(Stored items)
-=-=-=-=-
//! `CoordinatorService`: the RPC-addressable facade (spec.md section 6).
//!
//! One reentrant mutex guards `CoordinatorState`, matching
//! `original_source/coordinator.py`'s `threading.RLock` — reentrant because
//! the heartbeat sweeper's ring callbacks recurse back into mutations of
//! the same state from inside `CoordinatorState::sweep`, which itself runs
//! under this lock. `parking_lot::ReentrantMutex` only hands out a shared
//! `&CoordinatorState`, so the guarded value is additionally wrapped in a
//! `RefCell` for interior mutability — the same two-layer shape
//! `parking_lot`'s own docs recommend for reentrant interior mutability.
//! No `.await` ever occurs while the guard is held.

use std::cell::RefCell;
use std::collections::HashMap;
use std::sync::Arc;
use std::time::Duration;

use chrono::Utc;
use parking_lot::ReentrantMutex;
use shardmaster_core::{ChunkHandle, CoordinatorConfig, File, Result, Server, ServerId};
use shardmaster_membership::{Sweeper, SweeperHandle};

use crate::metrics::CallMetrics;
use crate::state::CoordinatorState;

pub struct CoordinatorService {
    state: Arc<ReentrantMutex<RefCell<CoordinatorState>>>,
    metrics: CallMetrics,
    heartbeat_check_interval: u64,
    default_replica_count: usize,
    sweeper: SweeperHandle,
}

fn now_secs() -> u64 {
    Utc::now().timestamp().max(0) as u64
}

impl CoordinatorService {
    /// Builds the service and spawns its heartbeat sweeper immediately,
    /// matching `original_source/coordinator.py`'s `start_heartbeat_check`
    /// being called as part of server startup rather than left to the caller.
    pub fn start(config: &CoordinatorConfig) -> Self {
        let state = Arc::new(ReentrantMutex::new(RefCell::new(CoordinatorState::new(
            config.virtual_nodes_per_server,
            config.default_replica_count,
        ))));

        let sweeper = Sweeper::new(Duration::from_secs(config.heartbeat_check_interval));
        let handle = sweeper.handle();
        let interval = config.heartbeat_check_interval;
        let sweep_state = state.clone();
        sweeper.spawn(move || {
            let guard = sweep_state.lock();
            guard.borrow_mut().sweep(now_secs(), interval);
        });

        Self {
            state,
            metrics: CallMetrics::new(),
            heartbeat_check_interval: config.heartbeat_check_interval,
            default_replica_count: config.default_replica_count,
            sweeper: handle,
        }
    }

    pub fn metrics(&self) -> &CallMetrics {
        &self.metrics
    }

    /// Stops the background sweeper; the already-running tick (if any)
    /// completes cooperatively rather than being cancelled mid-sweep.
    pub fn stop_heartbeat_check(&self) {
        self.sweeper.stop();
    }

    pub async fn register_chunk_server(&self, addr: String) -> Result<()> {
        self.metrics.time("register_chunk_server", || {
            let guard = self.state.lock();
            guard.borrow_mut().register(ServerId::new(addr))
        })
    }

    pub async fn unregister_chunk_server(&self, addr: String) {
        self.metrics.time("unregister_chunk_server", || {
            let guard = self.state.lock();
            guard.borrow_mut().unregister(&ServerId::new(addr));
        });
    }

    pub async fn heartbeat(&self, addr: String, remains: u64) {
        self.metrics.time("heartbeat", || {
            let guard = self.state.lock();
            guard.borrow_mut().heartbeat(&ServerId::new(addr), remains, now_secs());
        });
    }

    pub async fn write_file(
        &self,
        file_stem: String,
        file_suffix: String,
        chunk_num: u64,
        replica_count: Option<usize>,
    ) -> HashMap<ChunkHandle, Vec<ServerId>> {
        let replica_count = replica_count.unwrap_or(self.default_replica_count);
        self.metrics.time("write_file", || {
            let guard = self.state.lock();
            guard
                .borrow_mut()
                .write_file(&file_stem, &file_suffix, chunk_num, replica_count)
        })
    }

    pub async fn get_file(
        &self,
        file_stem: String,
        file_suffix: String,
    ) -> Option<Vec<(ChunkHandle, Vec<ServerId>)>> {
        self.metrics.time("get_file", || {
            let guard = self.state.lock();
            guard.borrow().get_file(&file_stem, &file_suffix)
        })
    }

    pub async fn fetch_file_info(&self, file_stem: String, file_suffix: String) -> Option<File> {
        self.metrics.time("fetch_file_info", || {
            let guard = self.state.lock();
            guard.borrow().fetch_file_info(&file_stem, &file_suffix)
        })
    }

    pub async fn delete_file(&self, file_stem: String, file_suffix: String) {
        self.metrics.time("delete_file", || {
            let guard = self.state.lock();
            guard.borrow_mut().delete_file(&file_stem, &file_suffix);
        });
    }

    /// Read-only snapshot of a known server's record. Not spec-mandated RPC
    /// surface; kept public for tests and future `/servers` introspection.
    pub fn server_snapshot(&self, id: &ServerId) -> Option<Server> {
        let guard = self.state.lock();
        guard.borrow().get_server(id).cloned()
    }

    /// Forces an immediate sweep instead of waiting for the background
    /// timer, for deterministic tests of the heartbeat state machine.
    pub fn run_sweep_now(&self, now: u64) {
        let guard = self.state.lock();
        guard.borrow_mut().sweep(now, self.heartbeat_check_interval);
    }
}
-=-=-=-=-
## YOUR GOAL
Of the entries above, repeat exactly the lines between the line with "use std::time::Duration;" and the line with "tick (if any)", inclusive, and no others.

## RESULT OF THIS TASK
use std::time::Duration;

use chrono::Utc;
use parking_lot::ReentrantMutex;
use shardmaster_core::{ChunkHandle, CoordinatorConfig, File, Result, Server, ServerId};
use shardmaster_membership::{Sweeper, SweeperHandle};

use crate::metrics::CallMetrics;
use crate::state::CoordinatorState;

pub struct CoordinatorService {
    state: Arc<ReentrantMutex<RefCell<CoordinatorState>>>,
    metrics: CallMetrics,
    heartbeat_check_interval: u64,
    default_replica_count: usize,
    sweeper: SweeperHandle,
}

fn now_secs() -> u64 {
    Utc::now().timestamp().max(0) as u64
}

impl CoordinatorService {
    /// Builds the service and spawns its heartbeat sweeper immediately,
    /// matching `original_source/coordinator.py`'s `start_heartbeat_check`
    /// being called as part of server startup rather than left to the caller.
    pub fn start(config: &CoordinatorConfig) -> Self {
        let state = Arc::new(ReentrantMutex::new(RefCell::new(CoordinatorState::new(
            config.virtual_nodes_per_server,
            config.default_replica_count,
        ))));

        let sweeper = Sweeper::new(Duration::from_secs(config.heartbeat_check_interval));
        let handle = sweeper.handle();
        let interval = config.heartbeat_check_interval;
        let sweep_state = state.clone();
        sweeper.spawn(move || {
            let guard = sweep_state.lock();
            guard.borrow_mut().sweep(now_secs(), interval);
        });

        Self {
            state,
            metrics: CallMetrics::new(),
            heartbeat_check_interval: config.heartbeat_check_interval,
            default_replica_count: config.default_replica_count,
            sweeper: handle,
        }
    }

    pub fn metrics(&self) -> &CallMetrics {
        &self.metrics
    }

    /// Stops the background sweeper; the already-running tick (if any)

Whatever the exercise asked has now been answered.